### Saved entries
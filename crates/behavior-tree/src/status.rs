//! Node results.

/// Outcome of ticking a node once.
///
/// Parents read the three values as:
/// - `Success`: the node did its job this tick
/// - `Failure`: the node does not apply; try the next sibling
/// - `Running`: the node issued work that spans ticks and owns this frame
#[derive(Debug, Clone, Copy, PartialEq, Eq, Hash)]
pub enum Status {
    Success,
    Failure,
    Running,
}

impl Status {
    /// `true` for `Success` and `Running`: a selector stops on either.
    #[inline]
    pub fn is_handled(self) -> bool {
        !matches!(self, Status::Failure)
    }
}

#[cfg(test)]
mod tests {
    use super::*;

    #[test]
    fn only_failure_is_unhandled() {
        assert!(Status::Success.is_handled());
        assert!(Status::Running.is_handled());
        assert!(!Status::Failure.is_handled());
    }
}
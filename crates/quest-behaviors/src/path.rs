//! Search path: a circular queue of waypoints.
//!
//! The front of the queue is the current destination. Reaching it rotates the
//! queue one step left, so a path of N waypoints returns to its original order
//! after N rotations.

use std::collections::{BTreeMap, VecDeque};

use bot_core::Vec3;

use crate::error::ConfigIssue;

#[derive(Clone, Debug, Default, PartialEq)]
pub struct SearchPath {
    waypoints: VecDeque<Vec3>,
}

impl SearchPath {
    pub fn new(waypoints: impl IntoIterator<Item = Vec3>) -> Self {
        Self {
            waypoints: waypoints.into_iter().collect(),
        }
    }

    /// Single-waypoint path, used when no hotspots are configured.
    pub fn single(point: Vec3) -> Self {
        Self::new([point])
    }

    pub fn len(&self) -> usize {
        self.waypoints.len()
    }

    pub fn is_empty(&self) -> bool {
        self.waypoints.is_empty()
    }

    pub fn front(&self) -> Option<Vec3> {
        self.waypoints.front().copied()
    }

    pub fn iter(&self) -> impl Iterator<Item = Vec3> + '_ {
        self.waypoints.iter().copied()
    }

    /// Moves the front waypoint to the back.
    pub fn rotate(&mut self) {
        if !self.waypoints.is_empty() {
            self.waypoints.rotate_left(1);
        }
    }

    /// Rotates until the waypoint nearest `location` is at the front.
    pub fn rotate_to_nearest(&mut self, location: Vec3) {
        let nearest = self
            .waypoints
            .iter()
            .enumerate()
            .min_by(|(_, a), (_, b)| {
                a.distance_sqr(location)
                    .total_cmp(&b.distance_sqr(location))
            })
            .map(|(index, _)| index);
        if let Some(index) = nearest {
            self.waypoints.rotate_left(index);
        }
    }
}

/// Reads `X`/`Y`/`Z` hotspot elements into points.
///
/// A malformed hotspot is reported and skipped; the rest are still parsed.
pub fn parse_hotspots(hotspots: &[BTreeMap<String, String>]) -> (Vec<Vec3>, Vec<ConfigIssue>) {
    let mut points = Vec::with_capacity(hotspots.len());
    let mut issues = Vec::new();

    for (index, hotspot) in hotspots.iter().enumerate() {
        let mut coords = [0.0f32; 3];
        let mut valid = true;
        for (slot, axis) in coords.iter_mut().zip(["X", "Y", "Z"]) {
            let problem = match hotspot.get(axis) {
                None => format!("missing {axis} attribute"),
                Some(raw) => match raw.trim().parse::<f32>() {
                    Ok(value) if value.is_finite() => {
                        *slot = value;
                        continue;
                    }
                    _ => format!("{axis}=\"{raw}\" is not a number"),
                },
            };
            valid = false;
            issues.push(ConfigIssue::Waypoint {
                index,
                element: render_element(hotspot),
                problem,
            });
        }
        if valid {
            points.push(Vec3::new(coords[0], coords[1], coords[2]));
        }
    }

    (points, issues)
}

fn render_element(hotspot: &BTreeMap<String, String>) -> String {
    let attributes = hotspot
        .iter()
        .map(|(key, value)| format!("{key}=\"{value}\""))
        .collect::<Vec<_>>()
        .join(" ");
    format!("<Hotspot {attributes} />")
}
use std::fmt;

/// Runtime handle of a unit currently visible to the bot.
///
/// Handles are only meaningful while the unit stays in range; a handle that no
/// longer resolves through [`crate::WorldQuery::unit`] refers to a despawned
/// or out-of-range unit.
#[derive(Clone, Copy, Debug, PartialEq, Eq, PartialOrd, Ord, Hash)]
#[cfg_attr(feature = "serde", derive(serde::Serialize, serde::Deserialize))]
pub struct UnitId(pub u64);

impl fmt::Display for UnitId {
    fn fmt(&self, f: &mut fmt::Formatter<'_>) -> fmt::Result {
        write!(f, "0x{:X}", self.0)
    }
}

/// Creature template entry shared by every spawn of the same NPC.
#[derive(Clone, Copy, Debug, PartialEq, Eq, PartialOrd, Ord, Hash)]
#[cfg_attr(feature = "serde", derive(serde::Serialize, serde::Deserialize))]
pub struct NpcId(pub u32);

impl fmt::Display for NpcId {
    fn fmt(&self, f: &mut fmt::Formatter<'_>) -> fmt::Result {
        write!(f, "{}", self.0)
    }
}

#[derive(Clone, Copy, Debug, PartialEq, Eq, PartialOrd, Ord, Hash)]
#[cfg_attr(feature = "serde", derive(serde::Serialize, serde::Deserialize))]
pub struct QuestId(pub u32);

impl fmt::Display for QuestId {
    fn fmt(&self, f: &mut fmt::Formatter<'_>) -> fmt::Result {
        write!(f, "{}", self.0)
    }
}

### Exercise goal
In the entries above, restate word for word the lines between the one holding "#[derive(Debug, Clone, Copy, PartialEq, Eq, Hash)]" and the one holding "its original order", inclusive, and nothing besides.

### Exercise solution
#[derive(Debug, Clone, Copy, PartialEq, Eq, Hash)]
pub enum Status {
    Success,
    Failure,
    Running,
}

impl Status {
    /// `true` for `Success` and `Running`: a selector stops on either.
    #[inline]
    pub fn is_handled(self) -> bool {
        !matches!(self, Status::Failure)
    }
}

#[cfg(test)]
mod tests {
    use super::*;

    #[test]
    fn only_failure_is_unhandled() {
        assert!(Status::Success.is_handled());
        assert!(Status::Running.is_handled());
        assert!(!Status::Failure.is_handled());
    }
}
filename crates/quest-behaviors/src/path.rs
//! Search path: a circular queue of waypoints.
//!
//! The front of the queue is the current destination. Reaching it rotates the
//! queue one step left, so a path of N waypoints returns to its original order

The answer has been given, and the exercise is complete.